- Assigned task: Search the records for the word "backing" and report each line that has it.

- Given records:
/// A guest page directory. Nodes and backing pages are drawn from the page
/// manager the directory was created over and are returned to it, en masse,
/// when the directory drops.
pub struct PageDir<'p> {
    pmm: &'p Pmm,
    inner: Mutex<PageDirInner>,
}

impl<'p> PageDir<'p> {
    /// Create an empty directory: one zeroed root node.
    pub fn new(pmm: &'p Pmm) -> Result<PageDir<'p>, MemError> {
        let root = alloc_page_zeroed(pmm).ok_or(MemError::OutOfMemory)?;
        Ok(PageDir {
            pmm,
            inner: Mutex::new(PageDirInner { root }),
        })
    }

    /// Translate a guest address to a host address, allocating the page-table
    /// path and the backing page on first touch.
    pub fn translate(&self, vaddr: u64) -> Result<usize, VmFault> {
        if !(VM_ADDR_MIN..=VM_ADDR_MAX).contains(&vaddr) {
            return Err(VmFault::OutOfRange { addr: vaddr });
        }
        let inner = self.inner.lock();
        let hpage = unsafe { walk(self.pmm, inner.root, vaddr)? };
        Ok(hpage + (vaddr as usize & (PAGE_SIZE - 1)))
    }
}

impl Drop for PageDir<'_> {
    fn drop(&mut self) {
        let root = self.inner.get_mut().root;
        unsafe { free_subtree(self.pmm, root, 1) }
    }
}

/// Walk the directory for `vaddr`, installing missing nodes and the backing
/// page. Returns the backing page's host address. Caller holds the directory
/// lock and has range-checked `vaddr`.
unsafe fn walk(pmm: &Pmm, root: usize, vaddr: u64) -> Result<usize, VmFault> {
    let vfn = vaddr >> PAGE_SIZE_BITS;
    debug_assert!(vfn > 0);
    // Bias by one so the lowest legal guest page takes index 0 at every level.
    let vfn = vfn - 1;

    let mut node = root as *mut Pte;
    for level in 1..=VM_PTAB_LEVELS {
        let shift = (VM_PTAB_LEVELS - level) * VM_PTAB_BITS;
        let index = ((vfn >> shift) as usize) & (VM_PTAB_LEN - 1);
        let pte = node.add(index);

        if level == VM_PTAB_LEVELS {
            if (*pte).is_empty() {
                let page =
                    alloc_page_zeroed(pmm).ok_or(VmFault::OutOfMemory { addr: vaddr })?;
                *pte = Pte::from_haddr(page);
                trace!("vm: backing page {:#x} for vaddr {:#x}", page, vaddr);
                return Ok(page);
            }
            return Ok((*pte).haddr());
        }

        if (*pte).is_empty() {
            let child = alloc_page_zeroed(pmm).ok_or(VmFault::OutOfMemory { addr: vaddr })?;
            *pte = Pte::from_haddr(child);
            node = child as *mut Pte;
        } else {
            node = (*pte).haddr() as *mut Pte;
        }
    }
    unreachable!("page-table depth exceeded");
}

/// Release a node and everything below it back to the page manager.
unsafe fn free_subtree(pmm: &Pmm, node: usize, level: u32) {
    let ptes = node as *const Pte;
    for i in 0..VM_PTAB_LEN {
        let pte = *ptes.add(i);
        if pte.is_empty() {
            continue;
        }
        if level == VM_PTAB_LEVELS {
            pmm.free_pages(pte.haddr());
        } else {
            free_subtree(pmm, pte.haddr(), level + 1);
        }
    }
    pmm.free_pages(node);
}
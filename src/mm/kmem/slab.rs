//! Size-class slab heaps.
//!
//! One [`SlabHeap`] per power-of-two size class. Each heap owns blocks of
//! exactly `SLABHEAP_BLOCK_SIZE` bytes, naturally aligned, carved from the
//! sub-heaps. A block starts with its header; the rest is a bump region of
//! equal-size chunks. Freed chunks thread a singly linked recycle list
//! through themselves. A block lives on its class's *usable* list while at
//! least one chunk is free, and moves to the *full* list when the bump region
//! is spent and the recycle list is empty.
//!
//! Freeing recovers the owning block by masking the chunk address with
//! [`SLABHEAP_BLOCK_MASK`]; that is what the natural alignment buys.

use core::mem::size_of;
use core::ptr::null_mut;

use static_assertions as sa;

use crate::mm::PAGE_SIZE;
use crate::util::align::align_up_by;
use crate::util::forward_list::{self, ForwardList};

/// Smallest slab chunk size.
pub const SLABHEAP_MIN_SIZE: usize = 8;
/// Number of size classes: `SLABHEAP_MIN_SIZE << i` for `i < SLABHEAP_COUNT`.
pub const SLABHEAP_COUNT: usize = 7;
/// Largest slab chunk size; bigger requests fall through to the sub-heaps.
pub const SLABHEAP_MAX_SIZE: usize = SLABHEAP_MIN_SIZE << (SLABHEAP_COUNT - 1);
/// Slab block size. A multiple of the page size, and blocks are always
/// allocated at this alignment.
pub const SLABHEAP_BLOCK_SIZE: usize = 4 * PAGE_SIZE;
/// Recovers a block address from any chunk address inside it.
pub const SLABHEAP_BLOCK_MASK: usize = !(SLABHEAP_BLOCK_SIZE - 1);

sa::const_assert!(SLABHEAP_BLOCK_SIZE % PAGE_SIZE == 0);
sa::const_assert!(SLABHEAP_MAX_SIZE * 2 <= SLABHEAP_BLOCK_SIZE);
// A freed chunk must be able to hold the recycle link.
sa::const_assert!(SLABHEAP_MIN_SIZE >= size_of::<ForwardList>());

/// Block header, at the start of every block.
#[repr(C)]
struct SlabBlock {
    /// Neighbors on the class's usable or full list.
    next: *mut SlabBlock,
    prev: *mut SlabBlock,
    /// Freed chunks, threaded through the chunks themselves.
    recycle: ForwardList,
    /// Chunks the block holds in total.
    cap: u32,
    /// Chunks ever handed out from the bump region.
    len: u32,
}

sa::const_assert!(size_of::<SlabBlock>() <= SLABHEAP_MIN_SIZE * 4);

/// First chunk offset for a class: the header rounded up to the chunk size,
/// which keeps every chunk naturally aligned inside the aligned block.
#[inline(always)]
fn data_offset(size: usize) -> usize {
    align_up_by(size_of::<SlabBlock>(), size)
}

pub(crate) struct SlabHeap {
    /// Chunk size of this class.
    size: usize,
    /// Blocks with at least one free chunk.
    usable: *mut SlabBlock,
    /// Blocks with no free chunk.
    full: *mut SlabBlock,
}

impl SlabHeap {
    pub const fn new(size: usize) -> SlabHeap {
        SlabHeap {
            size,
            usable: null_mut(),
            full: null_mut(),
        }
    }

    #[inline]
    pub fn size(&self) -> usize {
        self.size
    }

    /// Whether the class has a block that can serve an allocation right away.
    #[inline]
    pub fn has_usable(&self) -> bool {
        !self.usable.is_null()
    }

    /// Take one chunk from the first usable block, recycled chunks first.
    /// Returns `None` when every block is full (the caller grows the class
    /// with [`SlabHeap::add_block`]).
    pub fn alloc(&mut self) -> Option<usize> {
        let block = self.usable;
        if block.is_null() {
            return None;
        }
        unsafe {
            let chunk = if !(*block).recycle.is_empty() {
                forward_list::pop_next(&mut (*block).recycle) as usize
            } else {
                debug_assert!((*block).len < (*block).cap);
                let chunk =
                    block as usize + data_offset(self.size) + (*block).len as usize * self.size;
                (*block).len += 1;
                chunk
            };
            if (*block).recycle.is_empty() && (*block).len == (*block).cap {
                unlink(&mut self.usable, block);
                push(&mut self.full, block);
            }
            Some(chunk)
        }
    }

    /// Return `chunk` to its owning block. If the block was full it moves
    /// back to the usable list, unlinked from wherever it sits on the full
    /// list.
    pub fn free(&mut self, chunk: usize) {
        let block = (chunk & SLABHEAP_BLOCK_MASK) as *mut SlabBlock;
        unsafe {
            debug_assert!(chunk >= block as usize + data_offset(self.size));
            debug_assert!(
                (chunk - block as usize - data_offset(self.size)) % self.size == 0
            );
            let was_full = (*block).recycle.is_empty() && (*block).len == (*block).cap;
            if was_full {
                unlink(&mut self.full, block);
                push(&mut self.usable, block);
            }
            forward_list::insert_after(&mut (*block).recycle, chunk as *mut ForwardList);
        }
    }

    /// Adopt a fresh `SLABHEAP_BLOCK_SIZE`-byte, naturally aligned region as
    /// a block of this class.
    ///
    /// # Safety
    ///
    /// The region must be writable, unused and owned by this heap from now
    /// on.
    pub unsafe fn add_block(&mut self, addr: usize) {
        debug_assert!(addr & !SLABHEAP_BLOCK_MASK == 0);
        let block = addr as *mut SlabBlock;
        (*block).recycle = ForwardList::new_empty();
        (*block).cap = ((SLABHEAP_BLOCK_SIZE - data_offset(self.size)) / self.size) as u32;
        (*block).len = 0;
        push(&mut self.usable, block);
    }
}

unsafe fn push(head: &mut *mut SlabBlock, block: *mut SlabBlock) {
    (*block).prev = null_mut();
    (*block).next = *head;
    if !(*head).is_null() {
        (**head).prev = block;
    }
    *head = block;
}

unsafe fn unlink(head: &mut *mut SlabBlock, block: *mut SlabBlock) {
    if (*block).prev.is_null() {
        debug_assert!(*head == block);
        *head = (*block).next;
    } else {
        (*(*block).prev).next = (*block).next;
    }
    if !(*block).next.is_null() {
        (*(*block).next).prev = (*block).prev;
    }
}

- Reply to the exercise:
/// A guest page directory. Nodes and backing pages are drawn from the page
    /// path and the backing page on first touch.
/// Walk the directory for `vaddr`, installing missing nodes and the backing
/// page. Returns the backing page's host address. Caller holds the directory
                trace!("vm: backing page {:#x} for vaddr {:#x}", page, vaddr);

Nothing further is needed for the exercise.